#### Provided data ####
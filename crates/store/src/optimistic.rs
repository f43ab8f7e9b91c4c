use std::collections::HashMap;
use std::sync::Mutex;

use floe_core::model::{Message, MessageContent, MessageId};

/// Tracks locally-created sends awaiting server confirmation.
///
/// A confirmation claims the *oldest* unresolved entry with the same sender
/// and content, so each confirmed record replaces at most one optimistic
/// message. Entries leave the tracker on confirmation, on failure, or when
/// their room is dropped — a late confirmation of a forgotten send inserts
/// as an ordinary message instead of re-replacing.
#[derive(Debug, Default)]
pub struct OptimisticTracker {
    pending: Mutex<HashMap<String, Vec<PendingSend>>>,
}

#[derive(Debug, Clone)]
struct PendingSend {
    local_id: MessageId,
    sender_id: String,
    content: MessageContent,
}

impl OptimisticTracker {
    pub fn track(&self, message: &Message) {
        debug_assert!(message.is_optimistic());
        let mut pending = self.pending.lock().unwrap();
        pending
            .entry(message.room_id.clone())
            .or_default()
            .push(PendingSend {
                local_id: message.id.clone(),
                sender_id: message.sender_id.clone(),
                content: message.content.clone(),
            });
    }

    /// Claim and return the oldest unresolved entry matching the
    /// confirmation, if any.
    pub fn resolve_match(
        &self,
        room_id: &str,
        sender_id: &str,
        content: &MessageContent,
    ) -> Option<MessageId> {
        let mut pending = self.pending.lock().unwrap();
        let entries = pending.get_mut(room_id)?;
        let index = entries
            .iter()
            .position(|p| p.sender_id == sender_id && &p.content == content)?;
        Some(entries.remove(index).local_id)
    }

    /// Drop an entry without resolving it (failed or superseded send).
    pub fn forget(&self, room_id: &str, id: &MessageId) -> bool {
        let mut pending = self.pending.lock().unwrap();
        let Some(entries) = pending.get_mut(room_id) else {
            return false;
        };
        let before = entries.len();
        entries.retain(|p| &p.local_id != id);
        entries.len() != before
    }

    pub fn pending_count(&self, room_id: &str) -> usize {
        self.pending
            .lock()
            .unwrap()
            .get(room_id)
            .map_or(0, Vec::len)
    }

    pub fn clear_room(&self, room_id: &str) {
        self.pending.lock().unwrap().remove(room_id);
    }
}
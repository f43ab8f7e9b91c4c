use chrono::{DateTime, Utc};
use globset::{Glob, GlobMatcher};
use serde::{Deserialize, Serialize};
use tokio::sync::broadcast;
use uuid::Uuid;

use crate::error::EventBusError;
use crate::model::{
    AppPhase, ConnectionStatus, Delivery, MessageId, MessageStatus, NetworkState, PresenceMember,
    Room, TypingUser,
};

/// Hierarchical channel name validation and parsing.
#[derive(Debug, Clone, PartialEq, Eq, PartialOrd, Ord, Hash, Serialize, Deserialize)]
pub struct Channel(String);

impl Channel {
    /// Create a new channel, validating its format.
    pub fn new(name: impl Into<String>) -> Result<Self, EventBusError> {
        let name = name.into();
        if Self::is_valid(&name) {
            Ok(Self(name))
        } else {
            Err(EventBusError::InvalidChannel(name))
        }
    }

    /// Check if a channel name is valid.
    pub fn is_valid(name: &str) -> bool {
        if name.is_empty() || name.starts_with('.') || name.ends_with('.') || name.contains("..") {
            return false;
        }

        // Lowercase segments of a-z, 0-9 and dots only.
        if name
            .chars()
            .any(|c| !matches!(c, 'a'..='z' | '0'..='9' | '.'))
        {
            return false;
        }

        matches!(
            name.split('.').next().unwrap_or_default(),
            "system" | "remote" | "ui" | "store"
        )
    }

    /// Get the domain of the channel.
    pub fn domain(&self) -> &str {
        self.0.split('.').next().unwrap_or("")
    }

    /// Get the full channel name.
    pub fn as_str(&self) -> &str {
        &self.0
    }
}

impl std::fmt::Display for Channel {
    fn fmt(&self, f: &mut std::fmt::Formatter<'_>) -> std::fmt::Result {
        write!(f, "{}", self.0)
    }
}

impl From<Channel> for String {
    fn from(channel: Channel) -> Self {
        channel.0
    }
}

/// The standard envelope wrapping every event in the system.
#[derive(Debug, Clone, Serialize, Deserialize)]
#[serde(rename_all = "camelCase")]
pub struct Event {
    /// Hierarchical channel name (e.g., "remote.message.batch")
    pub channel: Channel,

    /// When the event was created (UTC)
    pub timestamp: DateTime<Utc>,

    /// Unique identifier for this event
    pub id: Uuid,

    /// Optional correlation ID linking related events
    pub correlation_id: Option<Uuid>,

    /// Source component that emitted this event
    pub source: EventSource,

    /// The typed event payload
    pub payload: EventPayload,
}

impl Event {
    pub fn new(channel: Channel, source: EventSource, payload: EventPayload) -> Self {
        Self {
            channel,
            timestamp: Utc::now(),
            id: Uuid::new_v4(),
            correlation_id: None,
            source,
            payload,
        }
    }

    pub fn with_correlation(
        channel: Channel,
        source: EventSource,
        payload: EventPayload,
        correlation_id: Uuid,
    ) -> Self {
        Self {
            channel,
            timestamp: Utc::now(),
            id: Uuid::new_v4(),
            correlation_id: Some(correlation_id),
            source,
            payload,
        }
    }
}

/// Identifies the component that emitted an event.
#[derive(Debug, Clone, Serialize, Deserialize)]
#[serde(tag = "type", content = "id", rename_all = "camelCase")]
pub enum EventSource {
    /// Core sync component, by name ("store", "paging", "lifecycle", ...)
    System(String),
    /// The remote message source
    Remote,
    /// The UI collaborator
    Ui,
}

#[derive(Debug, Clone, Serialize, Deserialize)]
#[serde(tag = "type", content = "data", rename_all = "camelCase")]
pub enum EventPayload {
    // ── System / lifecycle events ─────────────────────────────────
    ConnectionChanged {
        status: ConnectionStatus,
    },
    PhaseChanged {
        phase: AppPhase,
    },
    NetworkChanged {
        state: NetworkState,
    },
    SweepCompleted {
        room_id: String,
        evicted: usize,
    },
    ErrorOccurred {
        component: String,
        message: String,
        recoverable: bool,
    },

    // ── Remote pushes ─────────────────────────────────────────────
    MessageBatch {
        room_id: String,
        deliveries: Vec<Delivery>,
        is_initial_load: bool,
    },
    TypingStarted {
        user: TypingUser,
    },
    TypingStopped {
        room_id: String,
        user_id: String,
    },
    PresenceRoster {
        room_id: String,
        members: Vec<PresenceMember>,
    },
    RoomList {
        rooms: Vec<Room>,
    },

    // ── UI events ─────────────────────────────────────────────────
    ScrollMoved {
        room_id: String,
        /// 0.0 = newest edge, 1.0 = oldest loaded message.
        ratio: f32,
    },

    // ── Store change notifications ────────────────────────────────
    RoomUpdated {
        room_id: String,
    },
    MessageStatusChanged {
        room_id: String,
        id: MessageId,
        status: MessageStatus,
    },
    TypingRosterChanged {
        room_id: String,
        users: Vec<TypingUser>,
    },
}

pub trait EventBus: Send + Sync + 'static {
    fn publish(&self, event: Event) -> Result<(), EventBusError>;
    fn subscribe(&self, pattern: &str) -> Result<EventSubscription, EventBusError>;
}

/// Broadcast bus partitioned by channel domain so a subscriber only drains
/// the domains its pattern can match.
#[derive(Clone)]
pub struct BroadcastEventBus {
    system_sender: broadcast::Sender<Event>,
    remote_sender: broadcast::Sender<Event>,
    ui_sender: broadcast::Sender<Event>,
    store_sender: broadcast::Sender<Event>,
}

impl BroadcastEventBus {
    pub const DEFAULT_CHANNEL_CAPACITY: usize = 1024;

    pub fn new(channel_capacity: usize) -> Self {
        let capacity = channel_capacity.max(1);
        let (system_sender, _) = broadcast::channel(capacity);
        let (remote_sender, _) = broadcast::channel(capacity);
        let (ui_sender, _) = broadcast::channel(capacity);
        let (store_sender, _) = broadcast::channel(capacity);

        Self {
            system_sender,
            remote_sender,
            ui_sender,
            store_sender,
        }
    }

    fn sender_for_domain(&self, domain: &str) -> Option<&broadcast::Sender<Event>> {
        match domain {
            "system" => Some(&self.system_sender),
            "remote" => Some(&self.remote_sender),
            "ui" => Some(&self.ui_sender),
            "store" => Some(&self.store_sender),
            _ => None,
        }
    }

    fn receivers_for_pattern(&self, pattern: &str) -> Result<DomainReceivers, EventBusError> {
        let first_segment = pattern.split('.').next().unwrap_or_default();

        if first_segment.is_empty() {
            return Err(EventBusError::InvalidPattern(pattern.to_string()));
        }

        if has_glob_meta(first_segment) {
            return Ok(DomainReceivers {
                system: Some(self.system_sender.subscribe()),
                remote: Some(self.remote_sender.subscribe()),
                ui: Some(self.ui_sender.subscribe()),
                store: Some(self.store_sender.subscribe()),
            });
        }

        let mut receivers = DomainReceivers {
            system: None,
            remote: None,
            ui: None,
            store: None,
        };
        match first_segment {
            "system" => receivers.system = Some(self.system_sender.subscribe()),
            "remote" => receivers.remote = Some(self.remote_sender.subscribe()),
            "ui" => receivers.ui = Some(self.ui_sender.subscribe()),
            "store" => receivers.store = Some(self.store_sender.subscribe()),
            _ => return Err(EventBusError::InvalidPattern(pattern.to_string())),
        }
        Ok(receivers)
    }
}

impl Default for BroadcastEventBus {
    fn default() -> Self {
        Self::new(Self::DEFAULT_CHANNEL_CAPACITY)
    }
}

impl EventBus for BroadcastEventBus {
    fn publish(&self, event: Event) -> Result<(), EventBusError> {
        let sender = self
            .sender_for_domain(event.channel.domain())
            .ok_or_else(|| EventBusError::InvalidChannel(event.channel.to_string()))?;

        let _ = sender.send(event);
        Ok(())
    }

    fn subscribe(&self, pattern: &str) -> Result<EventSubscription, EventBusError> {
        let matcher = Glob::new(pattern)
            .map_err(|_| EventBusError::InvalidPattern(pattern.to_string()))?
            .compile_matcher();
        let receivers = self.receivers_for_pattern(pattern)?;

        Ok(EventSubscription { matcher, receivers })
    }
}

struct DomainReceivers {
    system: Option<broadcast::Receiver<Event>>,
    remote: Option<broadcast::Receiver<Event>>,
    ui: Option<broadcast::Receiver<Event>>,
    store: Option<broadcast::Receiver<Event>>,
}

pub struct EventSubscription {
    matcher: GlobMatcher,
    receivers: DomainReceivers,
}

impl EventSubscription {
    pub async fn recv(&mut self) -> Result<Event, EventBusError> {
        loop {
            let system_receiver = self.receivers.system.as_mut();
            let remote_receiver = self.receivers.remote.as_mut();
            let ui_receiver = self.receivers.ui.as_mut();
            let store_receiver = self.receivers.store.as_mut();

            let received = tokio::select! {
                result = recv_from_domain(system_receiver) => result,
                result = recv_from_domain(remote_receiver) => result,
                result = recv_from_domain(ui_receiver) => result,
                result = recv_from_domain(store_receiver) => result,
            };

            match received {
                Ok(event) if self.matcher.is_match(event.channel.as_str()) => return Ok(event),
                Ok(_) => {}
                Err(broadcast::error::RecvError::Closed) => {
                    return Err(EventBusError::ChannelClosed);
                }
                Err(broadcast::error::RecvError::Lagged(count)) => {
                    return Err(EventBusError::Lagged(count));
                }
            }
        }
    }
}

async fn recv_from_domain(
    receiver: Option<&mut broadcast::Receiver<Event>>,
) -> Result<Event, broadcast::error::RecvError> {
    match receiver {
        Some(receiver) => receiver.recv().await,
        None => std::future::pending().await,
    }
}

fn has_glob_meta(segment: &str) -> bool {
    segment.contains('*')
        || segment.contains('?')
        || segment.contains('[')
        || segment.contains(']')
        || segment.contains('{')
        || segment.contains('}')
        || segment.contains('!')
}

#[cfg(test)]
mod tests {
    use super::*;

    #[test]
    fn channel_validation() {
        assert!(Channel::is_valid("system.connection.changed"));
        assert!(Channel::is_valid("remote.message.batch"));
        assert!(Channel::is_valid("ui.scroll.moved"));
        assert!(Channel::is_valid("store.room.updated"));

        assert!(!Channel::is_valid("xmpp.message.received"));
        assert!(!Channel::is_valid("system..double.dot"));
        assert!(!Channel::is_valid(".starts.with.dot"));
        assert!(!Channel::is_valid("ends.with.dot."));
        assert!(!Channel::is_valid("UpperCase"));
        assert!(!Channel::is_valid("with-hyphen"));
        assert!(!Channel::is_valid(""));
    }

    #[test]
    fn channel_domain() {
        let c = Channel::new("remote.typing.started").unwrap();
        assert_eq!(c.domain(), "remote");
    }

    #[test]
    fn channel_new_rejects_invalid() {
        let result = Channel::new("bad.domain.event");
        assert!(matches!(
            result,
            Err(EventBusError::InvalidChannel(name)) if name == "bad.domain.event"
        ));
    }

    #[test]
    fn event_new_fields() {
        let channel = Channel::new("system.phase.changed").unwrap();
        let event = Event::new(
            channel.clone(),
            EventSource::System("lifecycle".into()),
            EventPayload::PhaseChanged {
                phase: AppPhase::Active,
            },
        );

        assert_eq!(event.channel, channel);
        assert!(event.correlation_id.is_none());
        assert!(!event.id.is_nil());
    }

    #[test]
    fn event_with_correlation() {
        let corr_id = Uuid::new_v4();
        let event = Event::with_correlation(
            Channel::new("system.sweep.completed").unwrap(),
            EventSource::System("store".into()),
            EventPayload::SweepCompleted {
                room_id: "general".into(),
                evicted: 3,
            },
            corr_id,
        );
        assert_eq!(event.correlation_id, Some(corr_id));
    }
}
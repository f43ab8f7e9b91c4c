use chrono::{DateTime, Utc};
use serde::{Deserialize, Serialize};

use floe_core::error::SyncError;
use floe_core::model::{
    Message, MessageContent, MessageId, MessageStatus, PresenceMember, Reaction, Room,
};

/// Flat wire shape of a message as the remote source serializes it.
///
/// Decoding and encoding are explicit function pairs so every field mapping
/// is statically checked and exercised by round-trip tests.
#[derive(Debug, Clone, Serialize, Deserialize)]
#[serde(rename_all = "camelCase")]
pub struct WireMessage {
    pub id: String,
    pub room_id: String,
    pub sender_id: String,
    pub sender_name: String,
    pub message_type: String,
    #[serde(default)]
    pub body: Option<String>,
    #[serde(default)]
    pub media_url: Option<String>,
    #[serde(default)]
    pub caption: Option<String>,
    #[serde(default)]
    pub duration_secs: Option<u32>,
    pub timestamp: DateTime<Utc>,
    #[serde(default)]
    pub status: Option<String>,
    #[serde(default)]
    pub reply_to: Option<String>,
    #[serde(default)]
    pub reactions: Vec<WireReaction>,
}

#[derive(Debug, Clone, Serialize, Deserialize)]
#[serde(rename_all = "camelCase")]
pub struct WireReaction {
    pub user_id: String,
    pub emoji: String,
}

#[derive(Debug, Clone, Serialize, Deserialize)]
#[serde(rename_all = "camelCase")]
pub struct WireRoom {
    pub id: String,
    pub name: String,
    pub member_count: u32,
    #[serde(default)]
    pub online_count: u32,
    pub last_activity: DateTime<Utc>,
    #[serde(default)]
    pub category: Option<String>,
}

#[derive(Debug, Clone, Serialize, Deserialize)]
#[serde(rename_all = "camelCase")]
pub struct WireMember {
    pub user_id: String,
    pub display_name: String,
}

pub fn decode_message(wire: WireMessage) -> Result<Message, SyncError> {
    let content = match wire.message_type.as_str() {
        "text" => MessageContent::Text {
            body: required(wire.body, "body")?,
        },
        "image" => MessageContent::Image {
            url: required(wire.media_url, "mediaUrl")?,
            caption: wire.caption,
        },
        "video" => MessageContent::Video {
            url: required(wire.media_url, "mediaUrl")?,
            duration_secs: wire.duration_secs,
        },
        "voice" => MessageContent::Voice {
            url: required(wire.media_url, "mediaUrl")?,
            duration_secs: wire.duration_secs.ok_or_else(|| {
                SyncError::Validation("voice message missing durationSecs".into())
            })?,
        },
        "system" => MessageContent::System {
            body: required(wire.body, "body")?,
        },
        other => {
            return Err(SyncError::Validation(format!(
                "unknown message type: {other}"
            )));
        }
    };

    let status = match wire.status.as_deref() {
        None | Some("sent") => MessageStatus::Sent,
        Some("delivered") => MessageStatus::Delivered,
        Some("read") => MessageStatus::Read,
        Some(other) => {
            return Err(SyncError::Validation(format!(
                "unknown message status: {other}"
            )));
        }
    };

    Ok(Message {
        id: MessageId::Remote(wire.id),
        room_id: wire.room_id,
        sender_id: wire.sender_id,
        sender_name: wire.sender_name,
        content,
        timestamp: wire.timestamp,
        status,
        reply_to: wire.reply_to.map(MessageId::Remote),
        reactions: wire
            .reactions
            .into_iter()
            .map(|r| Reaction {
                user_id: r.user_id,
                emoji: r.emoji,
            })
            .collect(),
    })
}

/// Optimistic entries never cross the wire; encoding one is a programming
/// error surfaced as validation failure.
pub fn encode_message(message: &Message) -> Result<WireMessage, SyncError> {
    let id = match &message.id {
        MessageId::Remote(id) => id.clone(),
        MessageId::Local(_) => {
            return Err(SyncError::Validation(
                "cannot encode an unconfirmed local message".into(),
            ));
        }
    };

    let reply_to = match &message.reply_to {
        None => None,
        Some(MessageId::Remote(id)) => Some(id.clone()),
        Some(MessageId::Local(_)) => {
            return Err(SyncError::Validation(
                "cannot encode a reply to an unconfirmed local message".into(),
            ));
        }
    };

    let (message_type, body, media_url, caption, duration_secs) = match &message.content {
        MessageContent::Text { body } => ("text", Some(body.clone()), None, None, None),
        MessageContent::Image { url, caption } => {
            ("image", None, Some(url.clone()), caption.clone(), None)
        }
        MessageContent::Video { url, duration_secs } => {
            ("video", None, Some(url.clone()), None, *duration_secs)
        }
        MessageContent::Voice { url, duration_secs } => {
            ("voice", None, Some(url.clone()), None, Some(*duration_secs))
        }
        MessageContent::System { body } => ("system", Some(body.clone()), None, None, None),
    };

    let status = match message.status {
        MessageStatus::Sent | MessageStatus::Pending | MessageStatus::Failed => "sent",
        MessageStatus::Delivered => "delivered",
        MessageStatus::Read => "read",
    };

    Ok(WireMessage {
        id,
        room_id: message.room_id.clone(),
        sender_id: message.sender_id.clone(),
        sender_name: message.sender_name.clone(),
        message_type: message_type.to_string(),
        body,
        media_url,
        caption,
        duration_secs,
        timestamp: message.timestamp,
        status: Some(status.to_string()),
        reply_to,
        reactions: message
            .reactions
            .iter()
            .map(|r| WireReaction {
                user_id: r.user_id.clone(),
                emoji: r.emoji.clone(),
            })
            .collect(),
    })
}

pub fn decode_room(wire: WireRoom) -> Room {
    Room {
        id: wire.id,
        name: wire.name,
        member_count: wire.member_count,
        online_count: wire.online_count,
        last_activity: wire.last_activity,
        category: wire.category,
    }
}

pub fn encode_room(room: &Room) -> WireRoom {
    WireRoom {
        id: room.id.clone(),
        name: room.name.clone(),
        member_count: room.member_count,
        online_count: room.online_count,
        last_activity: room.last_activity,
        category: room.category.clone(),
    }
}

pub fn decode_member(wire: WireMember) -> PresenceMember {
    PresenceMember {
        user_id: wire.user_id,
        display_name: wire.display_name,
    }
}

pub fn encode_member(member: &PresenceMember) -> WireMember {
    WireMember {
        user_id: member.user_id.clone(),
        display_name: member.display_name.clone(),
    }
}

fn required(value: Option<String>, field: &str) -> Result<String, SyncError> {
    value.ok_or_else(|| SyncError::Validation(format!("missing required field: {field}")))
}
//! Command line driver: reads a matrix file, writes every exact cover of it.

#![allow(clippy::print_stdout)]

use std::path::PathBuf;

use clap::Parser;
use dance::io::{load_matrix, save_solutions};
use dance::{ColumnSelection, DancingLinks};

#[derive(Parser)]
#[command(name = "dance")]
#[command(author, version, about = "Find all exact covers of a 0/1 matrix")]
struct Cli {
    /// Matrix file, one row per line, cells separated by spaces
    #[arg(value_name = "PROBLEM")]
    problem: PathBuf,

    /// Where to write the solutions, one per line
    #[arg(value_name = "SOLUTION")]
    solution: PathBuf,

    /// Branch on the first remaining column instead of the smallest one
    #[arg(short, long)]
    first_active: bool,

    /// Do not print search statistics
    #[arg(short, long)]
    quiet: bool,
}

fn main() -> dance::Result<()> {
    env_logger::Builder::from_env(env_logger::Env::default().default_filter_or("warn")).init();

    let cli = Cli::parse();

    let matrix = load_matrix(&cli.problem)?;
    let mut links =
        DancingLinks::new(&matrix)?.with_selection(ColumnSelection::from_greedy(!cli.first_active));

    let report = links.all_solutions();
    save_solutions(&cli.solution, &report.solutions)?;

    if !cli.quiet {
        println!("Nodes searched: {}", report.stats.visits);
        println!("Solutions found: {}", report.stats.solutions);
        println!("Time elapsed: {:.6}", report.stats.elapsed.as_secs_f64());
    }

    Ok(())
}
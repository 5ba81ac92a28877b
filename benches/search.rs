//! Search cost under both column selection modes.

use std::hint::black_box;

use criterion::{criterion_group, criterion_main, BenchmarkId, Criterion};
use dance::puzzles::pentomino::{parse_mask, pentominoes, Tiling};
use dance::puzzles::sudoku::{cover_for, parse_board};
use dance::{ColumnSelection, DancingLinks};

const PUZZLE: &str = "
5 3 0 0 7 0 0 0 0
6 0 0 1 9 5 0 0 0
0 9 8 0 0 0 0 6 0
8 0 0 0 6 0 0 0 3
4 0 0 8 0 3 0 0 1
7 0 0 0 2 0 0 0 6
0 6 0 0 0 0 2 8 0
0 0 0 4 1 9 0 0 5
0 0 0 0 8 0 0 7 9
";

fn bench_sudoku(c: &mut Criterion) {
    let Ok(matrix) = parse_board(PUZZLE).and_then(|board| cover_for(&board)) else {
        return;
    };

    let mut group = c.benchmark_group("sudoku");
    for selection in [ColumnSelection::MinimumRemaining, ColumnSelection::FirstActive] {
        let Ok(links) = DancingLinks::new(&matrix) else {
            break;
        };
        let mut links = links.with_selection(selection);

        group.bench_with_input(
            BenchmarkId::from_parameter(format!("{selection:?}")),
            &selection,
            |b, _| b.iter(|| black_box(links.all_solutions().stats.solutions)),
        );
    }
    group.finish();
}

fn bench_build(c: &mut Criterion) {
    let Ok(tiling) = Tiling::new(parse_mask(&["##########"; 6]), pentominoes()) else {
        return;
    };

    c.bench_function("build_pentomino_6x10", |b| {
        b.iter(|| black_box(DancingLinks::new(tiling.matrix()).map(|links| links.row_count())));
    });
}

fn bench_first_tiling(c: &mut Criterion) {
    let Ok(tiling) = Tiling::new(parse_mask(&["##########"; 6]), pentominoes()) else {
        return;
    };
    let Ok(mut links) = DancingLinks::new(tiling.matrix()) else {
        return;
    };

    c.bench_function("first_pentomino_6x10", |b| {
        b.iter(|| black_box(links.solutions().next()));
    });
}

criterion_group!(benches, bench_sudoku, bench_build, bench_first_tiling);
criterion_main!(benches);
####
# Prompt:
Could you set down, word for word, only the lines above from the line with "let cli = Cli::parse();" to the line with "6 0 0 1 9 5 0 0 0", including both?

# Solved problem:
    let cli = Cli::parse();

    let matrix = load_matrix(&cli.problem)?;
    let mut links =
        DancingLinks::new(&matrix)?.with_selection(ColumnSelection::from_greedy(!cli.first_active));

    let report = links.all_solutions();
    save_solutions(&cli.solution, &report.solutions)?;

    if !cli.quiet {
        println!("Nodes searched: {}", report.stats.visits);
        println!("Solutions found: {}", report.stats.solutions);
        println!("Time elapsed: {:.6}", report.stats.elapsed.as_secs_f64());
    }

    Ok(())
}
repository 5ba81ac92a28877b
filename benches/search.rs
//! Search cost under both column selection modes.

use std::hint::black_box;

use criterion::{criterion_group, criterion_main, BenchmarkId, Criterion};
use dance::puzzles::pentomino::{parse_mask, pentominoes, Tiling};
use dance::puzzles::sudoku::{cover_for, parse_board};
use dance::{ColumnSelection, DancingLinks};

const PUZZLE: &str = "
5 3 0 0 7 0 0 0 0
6 0 0 1 9 5 0 0 0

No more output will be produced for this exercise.